De los filósofos, políticos, escritores o consejeros antes mencionados, quizá sea Kautilya uno de los que más enfatizó el principio de que todos, el pueblo y sus líderes, debemos ser conscientes de nuestras responsabilidades colectivas.

Kautilya fue autor del Arthashastra, un extenso tratado político de más de 2000 años de antigüedad que abordó el tema de la integridad ejemplar del gobernante. Para este filósofo y estadista de la India antigua, el gobernante debe poseer las cualidades más altas de dirección, intelecto y energía, pero también un incesante deseo por aprender, entender la realidad a fondo y rechazar las visiones falsas. En eso coincide con Platón.

Decía que “triunfa el que se prepara para el futuro y el que está alerta en el presente. No lo hace quien se conforma con lo que acaece”.

Según Kautilya, un rey o gobernante debe reforzar las normas que resguardan la disciplina entre los miembros de la sociedad. Si alguien se rehúsa a participar en esfuerzos cooperativos deberá pagar el costo de no recibir ninguna parte de los beneficios.

Imagínese si en México nuestros gobernantes se aplicaran a tales principios, en vez de ser exageradamente permisivos y benefactores.

Nadie se quedaría sentando en su casa esperando dinero del gobierno, apegado a la inmoral idea de que éste tiene la responsabilidad de alimentar a su familia.

Nadie rompería la calle para conectarse a la toma de agua sin repararla.

Nadie ocuparía las banquetas ni obstruiría el libre tránsito sin llevarse una sanción.
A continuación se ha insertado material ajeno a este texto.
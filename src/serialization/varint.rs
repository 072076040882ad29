//! LEB128-64b9B varints and the zig-zag mapping used by the V2 counts payload.
//!
//! This is not quite Protobuf's LEB128: 64-bit values take at most 9 bytes rather than 10. The
//! first 8 bytes carry 7 bits each with a continuation high bit, and the 9th byte, if present,
//! carries the top 8 bits as-is.

use byteorder::ReadBytesExt;
use std::io::{self, Read};

/// Most bytes a single encoded number can take.
pub const MAX_VARINT_LEN: usize = 9;

/// Number of bytes `varint_write` will use for `input`, in [1, 9].
pub fn encoded_len(input: u64) -> usize {
    // each of the first 8 bytes holds 7 bits
    for n in 1..MAX_VARINT_LEN {
        if shift_by_7s(input, n as u8) == 0 {
            return n;
        }
    }
    MAX_VARINT_LEN
}

/// Write `input` to `buf`, which must have room for `encoded_len(input)` bytes. Returns the number
/// of bytes written.
#[inline]
pub fn varint_write(input: u64, buf: &mut [u8]) -> usize {
    // Unrolled: the 9th byte is awkward to express in a loop.
    if shift_by_7s(input, 1) == 0 {
        buf[0] = input as u8;
        return 1;
    }
    // set high bit because more bytes are coming, then next 7 bits of value.
    buf[0] = 0x80 | ((input & 0x7F) as u8);
    if shift_by_7s(input, 2) == 0 {
        // All zero above bottom 2 chunks, this is the last byte, so no high bit
        buf[1] = shift_by_7s(input, 1) as u8;
        return 2;
    }
    buf[1] = nth_7b_chunk_with_high_bit(input, 1);
    if shift_by_7s(input, 3) == 0 {
        buf[2] = shift_by_7s(input, 2) as u8;
        return 3;
    }
    buf[2] = nth_7b_chunk_with_high_bit(input, 2);
    if shift_by_7s(input, 4) == 0 {
        buf[3] = shift_by_7s(input, 3) as u8;
        return 4;
    }
    buf[3] = nth_7b_chunk_with_high_bit(input, 3);
    if shift_by_7s(input, 5) == 0 {
        buf[4] = shift_by_7s(input, 4) as u8;
        return 5;
    }
    buf[4] = nth_7b_chunk_with_high_bit(input, 4);
    if shift_by_7s(input, 6) == 0 {
        buf[5] = shift_by_7s(input, 5) as u8;
        return 6;
    }
    buf[5] = nth_7b_chunk_with_high_bit(input, 5);
    if shift_by_7s(input, 7) == 0 {
        buf[6] = shift_by_7s(input, 6) as u8;
        return 7;
    }
    buf[6] = nth_7b_chunk_with_high_bit(input, 6);
    if shift_by_7s(input, 8) == 0 {
        buf[7] = shift_by_7s(input, 7) as u8;
        return 8;
    }
    buf[7] = nth_7b_chunk_with_high_bit(input, 7);
    // last whole byte as is
    buf[8] = (input >> 56) as u8;
    9
}

/// Read from a slice that must be at least 9 bytes long. Returns the decoded number and how many
/// bytes were consumed.
#[inline]
pub fn varint_read_slice(slice: &[u8]) -> (u64, usize) {
    let mut value = 0_u64;
    for (i, &b) in slice.iter().take(MAX_VARINT_LEN - 1).enumerate() {
        value |= low_7_bits(b) << (7 * i);
        if !is_high_bit_set(b) {
            return (value, i + 1);
        }
    }
    // use last byte as is
    value |= u64::from(slice[MAX_VARINT_LEN - 1]) << (7 * 8);
    (value, MAX_VARINT_LEN)
}

/// Read one number from `reader`. Fails with `UnexpectedEof` if the input ends inside a varint.
pub fn varint_read<R: Read>(reader: &mut R) -> io::Result<u64> {
    let mut value = 0_u64;
    for i in 0..(MAX_VARINT_LEN - 1) {
        let b = reader.read_u8()?;
        value |= low_7_bits(b) << (7 * i);
        if !is_high_bit_set(b) {
            return Ok(value);
        }
    }
    let b = reader.read_u8()?;
    value |= u64::from(b) << (7 * 8);
    Ok(value)
}

/// Map signed numbers to unsigned: 0 to 0, -1 to 1, 1 to 2, -2 to 3, etc
#[inline]
pub fn zig_zag_encode(num: i64) -> u64 {
    // If num < 0, num >> 63 is all 1 and vice versa.
    ((num << 1) ^ (num >> 63)) as u64
}

/// Inverse of `zig_zag_encode`.
#[inline]
pub fn zig_zag_decode(encoded: u64) -> i64 {
    ((encoded >> 1) as i64) ^ -((encoded & 1) as i64)
}

/// input shifted over by `n` groups of 7 bits
#[inline]
fn shift_by_7s(input: u64, n: u8) -> u64 {
    input >> (7 * n)
}

/// The n'th chunk (starting from least significant) of 7 bits, with the high bit set.
#[inline]
fn nth_7b_chunk_with_high_bit(input: u64, n: u8) -> u8 {
    (shift_by_7s(input, n) as u8) | 0x80
}

#[inline]
fn low_7_bits(b: u8) -> u64 {
    u64::from(b & 0x7F)
}

#[inline]
fn is_high_bit_set(b: u8) -> bool {
    (b & 0x80) != 0
}
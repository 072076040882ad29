use crate::core::counter::Counter;
use crate::core::counts::Counts;
use crate::iterators::{HistogramIterator, PickMetadata, PickyIterator};
use crate::Histogram;

/// An iterator that will yield at log-size steps through the histogram's value range.
pub struct Iter<'a, T: 'a + Counter, C: 'a + Counts<T>> {
    hist: &'a Histogram<T, C>,

    // > 1.0
    next_value_reporting_level: f64,
    // > 1.0
    log_base: f64,

    current_step_lowest_value_reporting_level: u64,
    current_step_highest_value_reporting_level: u64,
}

impl<'a, T: 'a + Counter, C: 'a + Counts<T>> Iter<'a, T, C> {
    /// Construct a new logarithmic iterator. See `Histogram::iter_log` for details.
    pub fn new(
        hist: &'a Histogram<T, C>,
        value_units_in_first_bucket: u64,
        log_base: f64,
    ) -> HistogramIterator<'a, T, C, Iter<'a, T, C>> {
        assert!(
            value_units_in_first_bucket > 0,
            "value_units_per_bucket must be > 0"
        );
        assert!(log_base > 1.0, "log_base must be > 1.0");

        let new_lowest = hist.lowest_equivalent(value_units_in_first_bucket - 1);
        HistogramIterator::new(
            hist,
            Iter {
                hist,
                log_base,
                next_value_reporting_level: value_units_in_first_bucket as f64,
                current_step_highest_value_reporting_level: value_units_in_first_bucket - 1,
                current_step_lowest_value_reporting_level: new_lowest,
            },
        )
    }
}

impl<'a, T: 'a + Counter, C: 'a + Counts<T>> PickyIterator<T> for Iter<'a, T, C> {
    fn pick(&mut self, index: usize, _: u64, _: T) -> Option<PickMetadata> {
        let val = self.hist.value_for(index);
        if val >= self.current_step_lowest_value_reporting_level || index == self.hist.last_index()
        {
            let metadata =
                PickMetadata::new(None, Some(self.current_step_highest_value_reporting_level));
            // implies log_base must be > 1.0
            self.next_value_reporting_level *= self.log_base;
            // won't underflow since next_value_reporting_level starts > 0 and only grows; the cast
            // saturates once the level passes u64::max_value()
            self.current_step_highest_value_reporting_level =
                (self.next_value_reporting_level as u64).saturating_sub(1);
            self.current_step_lowest_value_reporting_level = self
                .hist
                .lowest_equivalent(self.current_step_highest_value_reporting_level);
            Some(metadata)
        } else {
            None
        }
    }

    fn more(&mut self, index_to_pick: usize) -> bool {
        // If the next iterate will not move to the next sub bucket index (which is empty if if we
        // reached this point), then we are not yet done iterating (we want to iterate until we are
        // no longer on a value that has a count, rather than util we first reach the last value
        // that has a count. The difference is subtle but important)...
        self.hist
            .lowest_equivalent(self.next_value_reporting_level as u64)
            < self.hist.value_for(index_to_pick)
    }
}
//! The V2 wire format, plain or DEFLATE-compressed.
//!
//! Both forms are byte compatible with the other HdrHistogram implementations. Multi-byte header
//! fields are big-endian. The counts payload is a sequence of zig-zag LEB128-64b9B varints, where
//! a negative number stands for a run of that many empty indices.
//!
//! A plain V2 histogram is a 40 byte header followed by the payload:
//!
//! <pre>
//! cookie (u32) | payload length (u32) | normalizing offset (u32) | significant digits (u32)
//! lowest discernible value (u64) | highest trackable value (u64) | integer to double ratio (f64)
//! </pre>
//!
//! The compressed form is a different cookie, the compressed length, and a zlib stream holding a
//! complete plain V2 histogram.
//!
//! Encoding only writes counts up to the highest populated index, so the size depends on how many
//! distinct values were recorded and how they are spread, not on the configured range. The same
//! histogram encodes to the same bytes regardless of whether it keeps dense or packed counts, and
//! the reading side picks its storage with a type annotation.
//!
//! # Usage
//!
//! [`V2Serializer`] and [`V2DeflateSerializer`] write to any `Write`, and the single
//! [`Deserializer`] reads either form from any `Read`, telling them apart by the cookie. All of
//! them keep internal buffers around, so reuse them when handling many histograms.
//!
//! ```
//! use packed_hdrhistogram::{Histogram, PackedHistogram};
//! use packed_hdrhistogram::serialization::{Deserializer, Serializer, V2DeflateSerializer};
//! use std::io::Cursor;
//!
//! let mut buf = Vec::new();
//! let mut serializer = V2DeflateSerializer::new();
//! for minute in 1..=3 {
//!     let mut h = PackedHistogram::<u64>::new(3).unwrap();
//!     h.record_n(250 * minute, 10).unwrap();
//!     serializer.serialize(&h, &mut buf).unwrap();
//! }
//!
//! let mut deserializer = Deserializer::new();
//! let mut cursor = Cursor::new(&buf);
//! let mut hour = Histogram::<u64>::new(3).unwrap();
//! for _ in 0..3 {
//!     let h: PackedHistogram<u64> = deserializer.deserialize(&mut cursor).unwrap();
//!     hour.add(&h).unwrap();
//! }
//! assert_eq!(30, hour.len());
//! ```
//!
//! For one-off use there are the slice-level [`encode`] and [`decode`], and the base64 forms
//! [`encode_into_compressed_base64`] and [`decode_from_compressed_base64`] that log formats embed.
//! `decode` is strict: bytes beyond the declared payload are an error.
//!
//! ```
//! use packed_hdrhistogram::{Histogram, PackedHistogram};
//! use packed_hdrhistogram::serialization::{decode, encode};
//!
//! let mut packed = PackedHistogram::<u64>::new_with_bounds(1, 3_600_000_000, 3).unwrap();
//! packed.record_n(1_000, 3).unwrap();
//!
//! let bytes = encode(&packed, true).unwrap();
//! let dense: Histogram<u64> = decode(&bytes).unwrap();
//! assert_eq!(dense, packed);
//! ```
//!
//! To send a histogram through serde, wrap it in a newtype whose `Serialize` impl calls one of
//! the serializers and hands the bytes to `serialize_bytes`.

use std::io::{self, Cursor};

use super::{Counter, Counts, Histogram};


mod byte_buffer;
pub use self::byte_buffer::ByteBuffer;

pub mod zig_zag;

mod varint;
pub use self::varint::{
    encoded_len, varint_read, varint_read_slice, varint_write, zig_zag_decode, zig_zag_encode,
};

mod v2_serializer;
pub use self::v2_serializer::{V2SerializeError, V2Serializer};

mod v2_deflate_serializer;
pub use self::v2_deflate_serializer::{V2DeflateSerializeError, V2DeflateSerializer};

mod deserializer;
pub use self::deserializer::{DeserializeError, Deserializer};

const V2_COOKIE_BASE: u32 = 0x1c84_9303;
const V2_COMPRESSED_COOKIE_BASE: u32 = 0x1c84_9304;

/// Leading 4 bytes of an uncompressed V2 histogram.
pub const V2_COOKIE: u32 = V2_COOKIE_BASE | 0x10;
/// Leading 4 bytes of a V2 + DEFLATE histogram.
pub const V2_COMPRESSED_COOKIE: u32 = V2_COMPRESSED_COOKIE_BASE | 0x10;

/// Size of the uncompressed V2 header that precedes the counts payload.
pub const V2_HEADER_SIZE: usize = 40;

/// Histogram serializer.
///
/// Different implementations serialize to different formats.
pub trait Serializer {
    /// Error type returned when serialization fails.
    type SerializeError: std::fmt::Debug;

    /// Serialize the histogram into the provided writer.
    /// Returns the number of bytes written, or an error.
    ///
    /// Note that `Vec<u8>` is a reasonable `Write` implementation for simple usage.
    fn serialize<T: Counter, C: Counts<T>, W: io::Write>(
        &mut self,
        h: &Histogram<T, C>,
        writer: &mut W,
    ) -> Result<usize, Self::SerializeError>;
}

/// Encode `h` into a new buffer, in V2 + DEFLATE form if `compressed`, plain V2 otherwise.
///
/// Errors from the plain V2 encoding are reported as
/// `V2DeflateSerializeError::InternalSerializationError`.
pub fn encode<T: Counter, C: Counts<T>>(
    h: &Histogram<T, C>,
    compressed: bool,
) -> Result<Vec<u8>, V2DeflateSerializeError> {
    let mut buf = Vec::new();
    if compressed {
        V2DeflateSerializer::new().serialize(h, &mut buf)?;
    } else {
        V2Serializer::new()
            .serialize(h, &mut buf)
            .map_err(V2DeflateSerializeError::InternalSerializationError)?;
    }
    Ok(buf)
}

/// Decode a histogram in either format from `bytes`, which must hold exactly one encoded
/// histogram.
pub fn decode<T: Counter, C: Counts<T>>(bytes: &[u8]) -> Result<Histogram<T, C>, DeserializeError> {
    // Both formats declare their length after the cookie. The zlib reader may buffer past its
    // stream, so the cursor position alone can't tell where a compressed histogram ends.
    if bytes.len() >= 8 {
        let declared_len = u32::from_be_bytes([bytes[4], bytes[5], bytes[6], bytes[7]]) as usize;
        let header_len = match u32::from_be_bytes([bytes[0], bytes[1], bytes[2], bytes[3]]) {
            V2_COOKIE => Some(V2_HEADER_SIZE),
            V2_COMPRESSED_COOKIE => Some(8),
            _ => None,
        };
        if let Some(header_len) = header_len {
            let expected_len = header_len.saturating_add(declared_len);
            if bytes.len() < expected_len {
                return Err(DeserializeError::TruncatedPayload);
            }
            if bytes.len() > expected_len {
                return Err(DeserializeError::TrailingBytes);
            }
        }
    }

    Deserializer::new().deserialize(&mut Cursor::new(bytes))
}

/// Encode `h` as V2 + DEFLATE and then base64, the textual form used by histogram log formats.
pub fn encode_into_compressed_base64<T: Counter, C: Counts<T>>(
    h: &Histogram<T, C>,
) -> Result<String, V2DeflateSerializeError> {
    encode(h, true).map(base64::encode)
}

/// Inverse of `encode_into_compressed_base64`. Plain V2 inside the base64 is accepted as well.
pub fn decode_from_compressed_base64<T: Counter, C: Counts<T>>(
    text: &str,
) -> Result<Histogram<T, C>, DeserializeError> {
    let bytes = base64::decode(text.trim()).map_err(|_| DeserializeError::InvalidBase64)?;
    decode(&bytes)
}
Nadie se estacionaría en lugares prohibidos y arrojaría basura en las calles. Y un largo etcétera de ejemplos.

Claro, tampoco tendríamos gobernantes poco preparados, sin integridad e incapaces de cumplir sus responsabilidades en la conducción de sus gobernados.
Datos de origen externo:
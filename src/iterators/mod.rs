//! Iterators over the values of a histogram.
//!
//! Every iterator walks the counts in index order and asks a [`PickyIterator`] whether the
//! current index should be yielded. The pickers decide the stepping: every recorded value, every
//! index, linear or logarithmic value steps, or quantile steps.

use crate::core::counter::Counter;
use crate::core::counts::Counts;
use crate::Histogram;

/// An iterator that iterates over histogram quantiles.
pub mod quantile;

/// An iterator that iterates linearly over histogram values.
pub mod linear;

/// An iterator that iterates logarithmically over histogram values.
pub mod log;

/// An iterator that iterates over recorded histogram values.
pub mod recorded;

/// An iterator that iterates over histogram values.
pub mod all;

/// Extra information about the picked point in the histogram provided by the picker.
pub struct PickMetadata {
    /// Supply the quantile iterated to in the last `pick()`, if available. If `None` is provided,
    /// the quantile of the current value will be used instead. Probably only useful for the
    /// quantile iterator.
    quantile_iterated_to: Option<f64>,

    /// Supply the value iterated to in the last `pick()`, if the picker can supply a more useful
    /// value than the largest value represented by the bucket.
    value_iterated_to: Option<u64>,
}

impl PickMetadata {
    fn new(quantile_iterated_to: Option<f64>, value_iterated_to: Option<u64>) -> PickMetadata {
        PickMetadata {
            quantile_iterated_to,
            value_iterated_to,
        }
    }
}

/// A trait for designing an subset iterator over values in a `Histogram`.
pub trait PickyIterator<T: Counter> {
    /// Return `Some` if an `IterationValue` should be emitted at this point.
    ///
    /// `index` is a valid index in the relevant histogram.
    ///
    /// This will be called with the same index until it returns `None`. This enables modes of
    /// iteration that pick different values represented by the same bucket, for instance.
    fn pick(&mut self, index: usize, total_count_to_index: u64, count_at_index: T)
        -> Option<PickMetadata>;

    /// Should we keep iterating even though the last index with non-zero count has already been
    /// picked at least once?
    ///
    /// This will be called on every iteration once the last index with non-zero count has been
    /// picked, even if the index was not advanced in the last iteration (because `pick()` returned
    /// `Some`).
    fn more(&mut self, index_to_pick: usize) -> bool;
}

/// `HistogramIterator` provides a base iterator for a `Histogram`.
///
/// It will iterate over all discrete values until there are no more recorded values (i.e. *not*
/// necessarily until all bins have been exhausted). To facilitate the development of more
/// sophisticated iterators, a *picker* is also provided, which is allowed to only select some bins
/// that should be yielded. The picker may also extend the iteration to include a suffix of empty
/// bins.
pub struct HistogramIterator<'a, T: 'a + Counter, C: 'a + Counts<T>, P: PickyIterator<T>> {
    hist: &'a Histogram<T, C>,
    total_count_to_index: u64,
    count_since_last_iteration: u64,
    count_at_index: T,
    current_index: usize,
    last_picked_index: Option<usize>,
    max_value_index: usize,
    fresh: bool,
    ended: bool,
    picker: P,
}

/// The value emitted at each step when iterating over a `Histogram`.
#[derive(Debug, PartialEq)]
pub struct IterationValue<T: Counter> {
    value_iterated_to: u64,
    quantile: f64,
    quantile_iterated_to: f64,
    count_at_value: T,
    count_since_last_iteration: u64,
}

impl<T: Counter> IterationValue<T> {
    /// Create a new IterationValue.
    pub fn new(
        value_iterated_to: u64,
        quantile: f64,
        quantile_iterated_to: f64,
        count_at_value: T,
        count_since_last_iteration: u64,
    ) -> IterationValue<T> {
        IterationValue {
            value_iterated_to,
            quantile,
            quantile_iterated_to,
            count_at_value,
            count_since_last_iteration,
        }
    }

    /// The value iterated to. Some iterators provide a specific value inside the bucket, while
    /// others just use the highest value in the bucket.
    pub fn value_iterated_to(&self) -> u64 {
        self.value_iterated_to
    }

    /// Percentile of samples that are at or below the value iterated to, in the range [0, 100].
    pub fn percentile(&self) -> f64 {
        self.quantile * 100.0
    }

    /// Quantile of samples that are at or below the value iterated to, in the range [0, 1].
    pub fn quantile(&self) -> f64 {
        self.quantile
    }

    /// Quantile iterated to, which may be different than `quantile()` when an iterator provides
    /// information about the specific quantile it's iterating to.
    pub fn quantile_iterated_to(&self) -> f64 {
        self.quantile_iterated_to
    }

    /// Recorded count for values equivalent to the value iterated to.
    pub fn count_at_value(&self) -> T {
        self.count_at_value
    }

    /// Number of values traversed since the last iteration step.
    pub fn count_since_last_iteration(&self) -> u64 {
        self.count_since_last_iteration
    }
}

impl<'a, T: Counter, C: Counts<T>, P: PickyIterator<T>> HistogramIterator<'a, T, C, P> {
    fn new(h: &'a Histogram<T, C>, picker: P) -> HistogramIterator<'a, T, C, P> {
        HistogramIterator {
            hist: h,
            total_count_to_index: 0,
            count_since_last_iteration: 0,
            count_at_index: T::zero(),
            current_index: 0,
            last_picked_index: None,
            max_value_index: h.index_for(h.max()).expect("Either 0 or an existing index"),
            picker,
            fresh: true,
            ended: false,
        }
    }
}

impl<'a, T: 'a, C: 'a, P> Iterator for HistogramIterator<'a, T, C, P>
where
    T: Counter,
    C: Counts<T>,
    P: PickyIterator<T>,
{
    type Item = IterationValue<T>;
    fn next(&mut self) -> Option<Self::Item> {
        // We iterate over all the indices in order until every recorded value has been picked.
        // Most trailing indices are empty and are not yielded, unless the picker asks to keep
        // going with more(). Looping here stands in for calling self.next() again, which could
        // overflow the stack.
        while !self.ended {
            // have we reached the end?
            if self.current_index == self.hist.distinct_values() {
                self.ended = true;
                return None;
            }

            let past_last_recorded = self.hist.is_empty()
                || self
                    .last_picked_index
                    .map_or(false, |i| i >= self.max_value_index);
            if past_last_recorded {
                // all recorded values have been yielded; is the picker done?
                if !self.picker.more(self.current_index) {
                    self.ended = true;
                    return None;
                }
            } else {
                assert!(self.current_index < self.hist.distinct_values());

                if self.fresh {
                    // count_at_index is only populated the first time the index is visited
                    self.count_at_index = self
                        .hist
                        .count_at_index(self.current_index)
                        .expect("Already checked that current_index is < counts len");

                    self.total_count_to_index = self
                        .total_count_to_index
                        .saturating_add(self.count_at_index.as_u64());
                    self.count_since_last_iteration = self
                        .count_since_last_iteration
                        .saturating_add(self.count_at_index.as_u64());

                    // make sure we don't add this index again
                    self.fresh = false;
                }
            }

            // figure out if picker thinks we should yield this value
            if let Some(metadata) = self.picker.pick(
                self.current_index,
                self.total_count_to_index,
                self.count_at_index,
            ) {
                let quantile = if self.hist.is_empty() {
                    1.0
                } else {
                    self.total_count_to_index as f64 / self.hist.len() as f64
                };
                let val = IterationValue {
                    value_iterated_to: metadata.value_iterated_to.unwrap_or_else(|| {
                        self.hist
                            .highest_equivalent(self.hist.value_for(self.current_index))
                    }),
                    quantile,
                    quantile_iterated_to: metadata.quantile_iterated_to.unwrap_or(quantile),
                    count_at_value: self
                        .hist
                        .count_at_index(self.current_index)
                        .expect("current index cannot exceed counts length"),
                    count_since_last_iteration: self.count_since_last_iteration,
                };

                // Note that we *don't* increment self.current_index here. The picker will be
                // exposed to the same value again after yielding. Not incrementing the index lets
                // the picker decide if it wants to yield other values in the same bucket.
                self.last_picked_index = Some(self.current_index);
                self.count_since_last_iteration = 0;
                return Some(val);
            }

            // check the next entry
            self.current_index += 1;
            self.fresh = true;
        }
        None
    }
}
No cabe duda de que la filosofía oriental, particularmente la procedente de la India, es muy aleccionadora. Pienso que tiene grandes coincidencias con la cultura griega, aunque casi siempre solemos encumbrar a esta última.

Cito el acertado apunte que nos ofrece Firdaus Jhabvala en su ilustrativo “Manual hindú del buen gobernante”, un libro de reflexiones y pensamientos de sobra recomendable: “La filosofía oriental… considera la política como la puesta en marcha de la ética de todo un pueblo; por ello, el que toma la decisión lo hace no sólo en nombre del pueblo, sino porque éste verdaderamente la considera la mejor”.

La obra de Jhabvala establece que “la evolución de todo pueblo depende de la calidad de sus gobernantes”, y que no debe haber diferencias entre la política y la ética en la tarea de gobernar.

Por lo tanto, es deseable que cualquier gobernante que aspire a ser bueno asuma como brújulas la sabiduría, el ejercicio de una práctica moral y las virtudes públicas que propugnaban los antiguos, sobre todo de la India, una cultura donde la palabra ostenta un lugar sagrado.